9. Woolf’s diary, 13 April, 1918:
“Last night Desmond [MacCarthy] rang us up. I’m afraid our friends’ motives won’t stand scrutiny. His book comes out on Monday; he, though forgetting everything, yet remembers a vague joking promise of mine, utterest at least a year ago, to review it in the Times. He is sending me a copy. He wants to stay here. I’m now debating how to deal with these damned authors—”

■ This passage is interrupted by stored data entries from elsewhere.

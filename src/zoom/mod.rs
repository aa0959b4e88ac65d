//! Zoom cloud recordings: meeting listing, transcript and summary downloads.

pub mod client;
pub mod models;

pub use client::ZoomClient;
pub use models::{recording_type, Meeting, RecordingFile, SummaryItem, ZoomSummary};
use anyhow::{anyhow, Context, Result};
use std::path::PathBuf;

const APP_DIR: &str = "gijiroku";

pub fn config_dir() -> Result<PathBuf> {
    dirs::config_dir()
        .map(|dir| dir.join(APP_DIR))
        .context("Unable to determine config directory")
}

pub fn config_file() -> Result<PathBuf> {
    Ok(config_dir()?.join("config.toml"))
}

pub fn data_dir() -> Result<PathBuf> {
    if let Some(dir) = dirs::data_dir() {
        return Ok(dir.join(APP_DIR));
    }
    if let Some(home) = dirs::home_dir() {
        return Ok(home.join(".local").join("share").join(APP_DIR));
    }
    Err(anyhow!("Unable to determine data directory"))
}

pub fn ledger_file() -> Result<PathBuf> {
    Ok(data_dir()?.join("processed.json"))
}
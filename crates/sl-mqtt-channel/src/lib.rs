//! Broker session for ScanLink.
//!
//! Provides the publish/subscribe session the edge agent talks through:
//! - `Channel` trait for publish/subscribe/disconnect (mockable in tests)
//! - `Connector` trait and `MqttConnector` establishing rumqttc sessions
//! - `BrokerSession` tracking connection status and the one-time subscription
//! - `InboundEvent` classification and the event-loop driver
//! - `MockChannel` / `MockConnector` for testing without a broker
//! - `LoopbackBroker` for testing the real transport on 127.0.0.1

pub mod channel;
pub mod config;
pub mod error;
pub mod event_loop;
pub mod handler;
pub mod loopback;
pub mod mock;
pub mod session;
pub mod tls;

// Re-exports for convenience.
pub use channel::{Channel, Connector, MqttChannel, MqttConnector};
pub use config::{MqttConfig, TransportScheme};
pub use error::{MqttError, MqttResult};
pub use handler::{EventSink, InboundEvent, SessionEvent, classify};
pub use loopback::LoopbackBroker;
pub use mock::{MockChannel, MockConnector};
pub use rumqttc::QoS;
pub use session::{BrokerSession, SessionStatus, SubscriptionId};
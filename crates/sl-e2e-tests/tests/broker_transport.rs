//! E2E tests against the real MQTT transport and a loopback broker.

mod helpers;

use std::sync::Arc;
use std::time::Duration;

use helpers::{DEVICE_ID, DEVICE_KEY, RECEPTOR_ID, START_EPOCH, scan};
use sl_edge_agent::clock::{ClockGate, HostTimeSync, ManualClock};
use sl_edge_agent::config::ClockConfig;
use sl_edge_agent::credential::{AuthStrategy, CredentialProvider, DeviceKeySigner};
use sl_edge_agent::encoder::TelemetryEncoder;
use sl_edge_agent::inbox::RecordingInbox;
use sl_edge_agent::network::MockNetwork;
use sl_edge_agent::scanner::VecScanSource;
use sl_edge_agent::supervisor::{Collaborators, Supervisor, SupervisorSettings, SupervisorState};
use sl_mqtt_channel::{LoopbackBroker, MqttConnector};
use sl_protocol::{Identity, topics};

fn supervisor_for(broker: &LoopbackBroker, records: usize) -> Supervisor {
    let clock = ManualClock::at_epoch(START_EPOCH);
    let signer = Arc::new(DeviceKeySigner::from_base64(DEVICE_KEY).expect("valid key"));
    let identity = Identity::derive(broker.host(), DEVICE_ID).expect("identity fits buffers");

    Supervisor::new(
        identity,
        TelemetryEncoder::new(-76, topics::telemetry(DEVICE_ID), RECEPTOR_ID),
        Collaborators {
            network: Arc::new(MockNetwork::new(true)),
            clock_gate: ClockGate::new(
                Arc::new(clock.clone()),
                Arc::new(HostTimeSync),
                ClockConfig::default(),
            ),
            credentials: CredentialProvider::new(
                Arc::new(clock),
                AuthStrategy::SignedToken {
                    signer,
                    lifetime_minutes: 60,
                },
            ),
            connector: Arc::new(MqttConnector::new(broker.config())),
            scans: Box::new(VecScanSource::new(
                (0..records).map(|i| scan(-50, &(i as u32).to_be_bytes())),
            )),
            inbox: Arc::new(RecordingInbox::new()),
            storage: None,
        },
        SupervisorSettings::default(),
    )
}

/// A burst far larger than both the event channel and the transport's
/// request queue goes out in a single tick.
#[tokio::test]
async fn e2e_large_burst_publishes_over_real_transport() {
    let broker = LoopbackBroker::start().await.unwrap();
    let mut supervisor = supervisor_for(&broker, 300);

    for _ in 0..3 {
        supervisor.step().await;
    }
    assert_eq!(supervisor.state(), SupervisorState::SessionActive);

    tokio::time::timeout(Duration::from_secs(10), supervisor.tick())
        .await
        .expect("tick stalled while publishing");

    assert_eq!(supervisor.stats().published, 300);
    assert_eq!(
        broker.wait_for_publishes(300, Duration::from_secs(10)).await,
        300
    );
    assert_eq!(broker.connect_count(), 1);
}

/// A broker that refuses the credential sends the supervisor into backoff
/// without leaving a session behind.
#[tokio::test(start_paused = true)]
async fn e2e_refused_connection_backs_off() {
    let broker = LoopbackBroker::with_connack_code(5).await.unwrap();
    let mut supervisor = supervisor_for(&broker, 0);

    supervisor.step().await;
    supervisor.step().await;
    supervisor.step().await;

    assert_eq!(supervisor.state(), SupervisorState::Provisioning);
    assert!(supervisor.session().is_none());
    assert_eq!(supervisor.stats().provisioning_failures, 1);
}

10. The three things I wrote were

  1. Writing (see number 5, above, for the difference between wanting to write and being a writer for me. I also wrote about that as pertains to certain recent upheavals in the poetry world). The first thing has to be dedication to the work desire for the work in an immediate and attentive sense—a committed, present-tense sense—rather than in an aspirational sense.
  2. Finding people who like your writing enough to publish it—not for the glory (oh there is so little glory), but as a way of entering and participating in the arena. A kind of coming-of-age or début. “I’m here! With you!” the book cries for the writer.
  3. Finding and making opportunities for other writers. Beating a dead horse, but if every poet who hoped to publish a chapbook started (in collective or alone) a press to publish chapbooks, every chapbook would find a home. Extrapolate that example as far as you like, and not only to publishing. Enjoy reading? Set up readings for others. Benefitted from time at a retreat? Help fund retreats for others. Got an advance that saved you from a crappy job or the sharp teeth of credit-card debt? Find ways to support other writers financially. Wish there were literary journals that publish the writers you like? Start one. Or something smaller: read someone’s unpublished story; let a writer friend know how much you care about their work. My feeling is that my work happens in community—has been supported in community—and that my good fortune means I am now responsible for helping provide that to others.

11. I truly believe it is this last part that made me a writer—to myself, which is the only thing I think matters. I feel I can call myself a writer, with integrity, because I have involved myself with the world of other writers around me. Your mileage may vary. It’s possible this is not how you will go about being a writer. I don’t know how you will do that.

12. ‘Being a writer’ very involved, for me, with things like reading, walking, using Twitter, binding books, seeing movies, talking to interesting people, doing research, traveling (near or far), attending to what is in front of me. Accompanied by a strong desire to make what I have had in terms of good luck (a pair of books and a string of publications, some grants, some travel, a lot of really great company) available to others.

13. I suppose you could say “accompanied by a sense of justice”, which is to do with attention to the world, and attachment to it—

14. Attachment also to pleasure, to what feels good. A different logic from the logic of capitalism (and this is also, I think, where the difference between wanting to write a novel—connected as that desire is to an outcome, a product, and certain kinds of potential results—and writing itself on the daily, material level). Woolf’s diary,16 July, 1918: “[W]e glued 50 copies of Prelude. So far our present supply is ample. It seems doubtful whether we shall sell more than a hundred.” But the books are beautiful. (This leaves the problem of making them available—especially to people outside the rarified air of one’s own literary circle, who may or may not be interested in what one is making, or to people with limited financial means, who may or may not as above.)

15. I believe that if you are able to speak or communicate with language you are already able to write. That writing is the birthright of anyone who wants it. After birth and language acquisition it is only a matter of practice. This is why we call it work. I don’t believe a talent for writing is inborn. I believe writing comes about as a practice of attention to the world, attention to one’s senses and to things that pass by. I believe writing is also a matter of humility, but that could just be because it’s hard enough to humble me again and again.